Technical Documentation

Virtual Router ID

A unique identifier used to communicate with other routing devices. The identifier can be in the form of a dotted decimal notation, like an IP address, or an integer value. If you do not configure a specific virtual router ID before enabling a dynamic routing protocol, the device automatically selects the highest IP address of the active interfaces in the VR for the router identifier.

Maximum Number of Routes

The maximum number of routing table entries that can be allocated for a specific virtual router. The maximum number of route entries available depends upon the security device and the number of virtual routers configured on the device. Setting the maximum number of route entries in a VR helps prevent one virtual router from using up all the entries in the system.

Maximum Equal Cost Routes Supported (ScreenOS 5.1 and later only)

The maximum equal cost multi-path (ECMP) routes used by the virtual router. You might want to use ECMP when load balancing to enable the route lookup to select a different route each time the route is invoked. This setting controls how many ECMP routes the route lookup can use; you can configure one to four ECMP routes for each virtual router. For example, when this setting is three and the number of available ECMP routes is five, the route lookup uses only the first three ECMP entries in the routing table (in roundsrobin fashion) for the virtual router.

Route Lookup Preference (ScreenOS 5.1 and later only)

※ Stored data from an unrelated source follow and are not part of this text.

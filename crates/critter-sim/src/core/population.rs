use glam::IVec2;
use rand::rngs::SmallRng;
use rand::Rng;

use crate::api::config::PopulationConfig;
use crate::api::types::{AgentId, AgentSnapshot};
use crate::components::agent::Agent;
use crate::core::rng;

/// Agent storage as a slot arena.
///
/// A slot's index is the agent's id. Killing an agent keeps the slot and queues
/// it for reuse; spawning takes a queued slot before growing the arena, so the
/// arena never holds more slots than the largest target it has been topped up to.
pub struct Population {
    slots: Vec<Agent>,
    free: Vec<usize>,
}

impl Population {
    pub fn new() -> Self {
        Self {
            slots: Vec::with_capacity(256),
            free: Vec::new(),
        }
    }

    /// Create a population with a specific slot capacity.
    pub fn with_capacity(capacity: usize) -> Self {
        Self {
            slots: Vec::with_capacity(capacity),
            free: Vec::new(),
        }
    }

    /// Spawn a live agent at `position`, reusing a dead slot when one is free.
    pub fn spawn(&mut self, position: IVec2, rng: &mut SmallRng) -> AgentId {
        let agent_rng = rng::split(rng);
        match self.free.pop() {
            Some(index) => {
                let id = AgentId(index as u32);
                self.slots[index] = Agent::new(id, position, agent_rng);
                id
            }
            None => {
                let id = AgentId(self.slots.len() as u32);
                self.slots.push(Agent::new(id, position, agent_rng));
                id
            }
        }
    }

    /// Put a prepared agent into the arena. Its id is overwritten with the slot it lands in.
    pub fn insert(&mut self, mut agent: Agent) -> AgentId {
        let index = self.free.pop().unwrap_or(self.slots.len());
        agent.id = AgentId(index as u32);
        agent.set_alive(true);
        let id = agent.id;
        if index == self.slots.len() {
            self.slots.push(agent);
        } else {
            self.slots[index] = agent;
        }
        id
    }

    /// Mark an agent dead. Returns false for unknown or already dead ids.
    pub fn kill(&mut self, id: AgentId) -> bool {
        match self.slots.get_mut(id.index()) {
            Some(agent) if agent.is_alive() => {
                agent.set_alive(false);
                self.free.push(id.index());
                true
            }
            _ => false,
        }
    }

    /// Spawn agents until `alive` reaches the configured target.
    ///
    /// `alive` is the caller's fresh count. Each new agent gets an independent
    /// x in the spawn band and the fixed spawn height. Never removes agents.
    pub fn top_up(
        &mut self,
        alive: usize,
        config: &PopulationConfig,
        rng: &mut SmallRng,
    ) -> Vec<AgentId> {
        let deficit = config.target.saturating_sub(alive);
        let band = config.spawn_band;
        if deficit == 0 || band.is_empty() {
            return Vec::new();
        }
        let spawned: Vec<AgentId> = (0..deficit)
            .map(|_| {
                let x = rng.random_range(band.min_x..band.max_x);
                self.spawn(IVec2::new(x, config.spawn_height), rng)
            })
            .collect();
        log::debug!(
            "population top-up: {} alive, spawned {}, {} slots",
            alive,
            spawned.len(),
            self.slots.len()
        );
        spawned
    }

    /// Get a reference to an agent by id. Dead agents are returned too.
    pub fn get(&self, id: AgentId) -> Option<&Agent> {
        self.slots.get(id.index())
    }

    /// Get a mutable reference to an agent by id.
    pub fn get_mut(&mut self, id: AgentId) -> Option<&mut Agent> {
        self.slots.get_mut(id.index())
    }

    /// Iterate over all slots, dead ones included.
    pub fn iter(&self) -> impl Iterator<Item = &Agent> {
        self.slots.iter()
    }

    /// Iterate over live agents.
    pub fn alive(&self) -> impl Iterator<Item = &Agent> {
        self.slots.iter().filter(|a| a.is_alive())
    }

    /// All slots as a fixed-length slice. The arena cannot grow or shrink
    /// through it, which is what the per-tick update relies on.
    pub fn slots_mut(&mut self) -> &mut [Agent] {
        &mut self.slots
    }

    pub fn alive_count(&self) -> usize {
        self.slots.iter().filter(|a| a.is_alive()).count()
    }

    pub fn snapshots(&self) -> impl Iterator<Item = AgentSnapshot> + '_ {
        self.slots.iter().map(Agent::snapshot)
    }

    /// Number of slots, dead ones included.
    pub fn len(&self) -> usize {
        self.slots.len()
    }

    pub fn is_empty(&self) -> bool {
        self.slots.is_empty()
    }
}

impl Default for Population {
    fn default() -> Self {
        Self::new()
    }
}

Configure the order in which route lookup occurs. By default, route lookup uses the following sequence: SIBR routes (preferred value 3), source-based routes (preferred value 2), destination-based routes (preferred value 1). To change this sequence, configure the values for each preference from 1 to 255; the higher the value, the more preferred the route.

Shared VR

You can make the VR accessible from any virtual system (vsys) on the device. By default, only the untrust-vr is a shared VR that is accessible by any vsys. You can configure other root-level VRs to be sharable.

Route Exporting

(For the trust-vr only) You can enable or disable automatic route exporting to the untrust-vr for interfaces configured in Route mode.

Consider Active Routes

You can direct the virtual router to consider active routes on inactive interfaces for redistribution or export. By default, only active routes defined on active interfaces can be redistributed to other protocols or exported to other virtual routers.

SNMP Private Traps

You can specify the use of SNMP private traps for managing virtual router objects, including objects in the dynamic routing MIB. This option is only available for the default root-level virtual router.

Ignore Overlapping Subnets

You can direct the virtual router to ignore overlapping subnet addresses for interfaces in the virtual router. By default, you cannot configure overlapping subnet IP addresses on interfaces in the same virtual router.

Next Hop

(For the trust-vr only) You can direct the virtual router to use the untrust-vr as the next hop for the default route.